■ **EXERCISE DATA**:
----
//! HTTP client settings and retry policy.
//!
//! Both the asynchronous and the blocking client build their transport from a
//! [`ClientConfig`] and consult the same [`RetryPolicy`] between attempts.

use std::time::Duration;

/// Public base URL of the Fortnite-API.com service.
pub const DEFAULT_BASE_URL: &str = "https://fortnite-api.com";

/// Default request timeout in seconds.
pub const DEFAULT_TIMEOUT: u64 = 30;

/// Default connect timeout in seconds.
pub const DEFAULT_CONNECT_TIMEOUT: u64 = 10;

/// Seconds an idle pooled connection is kept open.
pub const DEFAULT_POOL_IDLE_TIMEOUT: u64 = 90;

/// Idle connections kept per host.
pub const DEFAULT_POOL_MAX_IDLE_PER_HOST: usize = 10;

/// Default maximum number of retries after the first attempt (five attempts in total).
pub const DEFAULT_MAX_RETRIES: u32 = 4;

/// Backoff before the first retry of a failing request, in milliseconds.
pub const DEFAULT_RETRY_DELAY_MS: u64 = 1000;

/// Ceiling of the exponential backoff, in milliseconds.
pub const DEFAULT_RETRY_MAX_DELAY_MS: u64 = 8000;

/// Longest the clients will wait for a rate limit window to reset, in seconds.
pub const DEFAULT_MAX_RATE_LIMIT_WAIT_SECS: u64 = 60;

/// When and how often a request is sent again.
///
/// Server errors (500, 502, 504) back off exponentially. Rate limited responses
/// wait until the advertised reset instant, capped at `max_rate_limit_wait`.
#[derive(Debug, Clone, Copy, PartialEq, Eq)]
pub struct RetryPolicy {
    /// Retries allowed after the first attempt.
    pub max_retries: u32,

    /// Backoff before the first retry of a server error.
    pub initial_delay: Duration,

    /// Backoff ceiling.
    pub max_delay: Duration,

    /// Factor applied to the backoff after every failed attempt.
    pub backoff_multiplier: u32,

    /// Upper bound for a single rate limit wait.
    pub max_rate_limit_wait: Duration,
}

impl RetryPolicy {
    /// Five attempts, one second initial backoff doubling up to eight seconds.
    #[must_use]
    pub const fn new() -> Self {
        Self {
            max_retries: DEFAULT_MAX_RETRIES,
            initial_delay: Duration::from_millis(DEFAULT_RETRY_DELAY_MS),
            max_delay: Duration::from_millis(DEFAULT_RETRY_MAX_DELAY_MS),
            backoff_multiplier: 2,
            max_rate_limit_wait: Duration::from_secs(DEFAULT_MAX_RATE_LIMIT_WAIT_SECS),
        }
    }

    /// Every request is sent exactly once.
    #[must_use]
    pub const fn no_retry() -> Self {
        Self {
            max_retries: 0,
            initial_delay: Duration::ZERO,
            max_delay: Duration::ZERO,
            backoff_multiplier: 1,
            max_rate_limit_wait: Duration::ZERO,
        }
    }

    /// Retries allowed after the first attempt.
    #[must_use]
    pub const fn with_max_retries(mut self, retries: u32) -> Self {
        self.max_retries = retries;
        self
    }

    /// Backoff before the first retry.
    #[must_use]
    pub const fn with_initial_delay(mut self, delay: Duration) -> Self {
        self.initial_delay = delay;
        self
    }

    /// Backoff ceiling.
    #[must_use]
    pub const fn with_max_delay(mut self, delay: Duration) -> Self {
        self.max_delay = delay;
        self
    }

    /// Growth factor of the backoff.
    #[must_use]
    pub const fn with_backoff_multiplier(mut self, multiplier: u32) -> Self {
        self.backoff_multiplier = multiplier;
        self
    }

    /// Longest single wait for a rate limit reset.
    #[must_use]
    pub const fn with_max_rate_limit_wait(mut self, wait: Duration) -> Self {
        self.max_rate_limit_wait = wait;
        self
    }

    /// Backoff after the `attempt`-th failed attempt (1-based).
    ///
    /// `initial_delay * backoff_multiplier^(attempt - 1)`, never above `max_delay`.
    #[must_use]
    pub fn delay_for_attempt(&self, attempt: u32) -> Duration {
        let Some(exponent) = attempt.checked_sub(1) else {
            return Duration::ZERO;
        };

        let factor = self.backoff_multiplier.saturating_pow(exponent);
        self.initial_delay.saturating_mul(factor).min(self.max_delay)
    }

    /// Clamp a server-advertised rate limit wait to the configured maximum.
    #[must_use]
    pub fn rate_limit_wait(&self, requested: Duration) -> Duration {
        requested.min(self.max_rate_limit_wait)
    }

    /// Total number of attempts a request may make.
    #[must_use]
    pub const fn max_attempts(&self) -> u32 {
        self.max_retries.saturating_add(1)
    }

    /// True if a request may be sent more than once.
    #[must_use]
    pub const fn has_retries(&self) -> bool {
        self.max_retries > 0
    }
}

impl Default for RetryPolicy {
    fn default() -> Self {
        Self::new()
    }
}

/// Transport settings shared by both clients.
///
/// Ignored when a client is given a caller-owned `reqwest` client.
#[derive(Debug, Clone)]
pub struct ClientConfig {
    /// Whole-request timeout.
    pub timeout: Duration,

    /// TCP and TLS connect timeout.
    pub connect_timeout: Duration,

    /// Retry behavior of failing requests.
    pub retry_policy: RetryPolicy,

    /// How long an idle pooled connection stays open.
    pub pool_idle_timeout: Duration,

    /// Idle connections kept per host.
    pub pool_max_idle_per_host: usize,

    /// Ask for gzip-compressed responses.
    pub enable_compression: bool,
}

impl ClientConfig {
    /// Defaults tuned for the public service.
    #[must_use]
    pub const fn new() -> Self {
        Self {
            timeout: Duration::from_secs(DEFAULT_TIMEOUT),
            connect_timeout: Duration::from_secs(DEFAULT_CONNECT_TIMEOUT),
            retry_policy: RetryPolicy::new(),
            pool_idle_timeout: Duration::from_secs(DEFAULT_POOL_IDLE_TIMEOUT),
            pool_max_idle_per_host: DEFAULT_POOL_MAX_IDLE_PER_HOST,
            enable_compression: true,
        }
    }

    /// Whole-request timeout.
    #[must_use]
    pub const fn with_timeout(mut self, timeout: Duration) -> Self {
        self.timeout = timeout;
        self
    }

    /// Connect timeout.
    #[must_use]
    pub const fn with_connect_timeout(mut self, timeout: Duration) -> Self {
        self.connect_timeout = timeout;
        self
    }

    /// Replace the retry policy.
    #[must_use]
    pub const fn with_retry_policy(mut self, policy: RetryPolicy) -> Self {
        self.retry_policy = policy;
        self
    }

    /// Shorthand for [`RetryPolicy::no_retry`].
    #[must_use]
    pub const fn without_retries(self) -> Self {
        self.with_retry_policy(RetryPolicy::no_retry())
    }

    /// Idle timeout of pooled connections.
    #[must_use]
    pub const fn with_pool_idle_timeout(mut self, timeout: Duration) -> Self {
        self.pool_idle_timeout = timeout;
        self
    }

    /// Idle connections kept per host.
    #[must_use]
    pub const fn with_pool_max_idle(mut self, max: usize) -> Self {
        self.pool_max_idle_per_host = max;
        self
    }

    /// Toggle gzip.
    #[must_use]
    pub const fn with_compression(mut self, enabled: bool) -> Self {
        self.enable_compression = enabled;
        self
    }
}

impl Default for ClientConfig {
    fn default() -> Self {
        Self::new()
    }
}

#[cfg(test)]
mod tests {
    use super::*;

    #[test]
    fn default_policy_allows_five_attempts() {
        let policy = RetryPolicy::default();
        assert_eq!(policy.max_attempts(), 5);
        assert!(policy.has_retries());
        assert_eq!(policy.initial_delay, Duration::from_secs(1));
        assert_eq!(policy.max_delay, Duration::from_secs(8));
        assert_eq!(policy.max_rate_limit_wait, Duration::from_secs(60));
    }

    #[test]
    fn no_retry_sends_once_and_never_waits() {
        let policy = RetryPolicy::no_retry();
        assert_eq!(policy.max_attempts(), 1);
        assert!(!policy.has_retries());
        assert_eq!(policy.delay_for_attempt(1), Duration::ZERO);
        assert_eq!(policy.rate_limit_wait(Duration::from_secs(30)), Duration::ZERO);
    }

    #[test]
    fn backoff_doubles_until_ceiling() {
        let policy = RetryPolicy::new();
        let delays: Vec<u64> = (0..=6)
            .map(|attempt| policy.delay_for_attempt(attempt).as_millis() as u64)
            .collect();
        assert_eq!(delays, vec![0, 1000, 2000, 4000, 8000, 8000, 8000]);
        assert_eq!(policy.delay_for_attempt(u32::MAX), Duration::from_secs(8));
    }

    #[test]
    fn custom_backoff() {
        let policy = RetryPolicy::new()
            .with_max_retries(2)
            .with_initial_delay(Duration::from_millis(50))
            .with_max_delay(Duration::from_millis(400))
            .with_backoff_multiplier(3);

        assert_eq!(policy.max_attempts(), 3);
        assert_eq!(policy.delay_for_attempt(2), Duration::from_millis(150));
        assert_eq!(policy.delay_for_attempt(3), Duration::from_millis(400));
    }

    #[test]
    fn rate_limit_wait_is_capped() {
        let policy = RetryPolicy::new().with_max_rate_limit_wait(Duration::from_secs(2));
        assert_eq!(
            policy.rate_limit_wait(Duration::from_millis(500)),
            Duration::from_millis(500)
        );
        assert_eq!(
            policy.rate_limit_wait(Duration::from_secs(90)),
            Duration::from_secs(2)
        );
    }

    #[test]
    fn transport_settings() {
        let defaults = ClientConfig::default();
        assert_eq!(defaults.timeout, Duration::from_secs(30));
        assert_eq!(defaults.retry_policy, RetryPolicy::new());
        assert!(defaults.enable_compression);

        let tuned = ClientConfig::new()
            .with_timeout(Duration::from_secs(5))
            .with_connect_timeout(Duration::from_secs(2))
            .with_pool_idle_timeout(Duration::from_secs(15))
            .with_pool_max_idle(2)
            .with_compression(false)
            .without_retries();

        assert_eq!(tuned.timeout, Duration::from_secs(5));
        assert_eq!(tuned.connect_timeout, Duration::from_secs(2));
        assert_eq!(tuned.pool_idle_timeout, Duration::from_secs(15));
        assert_eq!(tuned.pool_max_idle_per_host, 2);
        assert!(!tuned.enable_compression);
        assert_eq!(tuned.retry_policy, RetryPolicy::no_retry());
    }
}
----
■ **TASK INSTRUCTIONS**:
Given the records above, restate word for word only the lines starting at the one with "pub fn rate_limit_wait(&self, requested: Duration)" and ending at the one with "self.max_retries.saturating_add(1)".

■ **SOLUTION**:
    pub fn rate_limit_wait(&self, requested: Duration) -> Duration {
        requested.min(self.max_rate_limit_wait)
    }

    /// Total number of attempts a request may make.
    #[must_use]
    pub const fn max_attempts(&self) -> u32 {
        self.max_retries.saturating_add(1)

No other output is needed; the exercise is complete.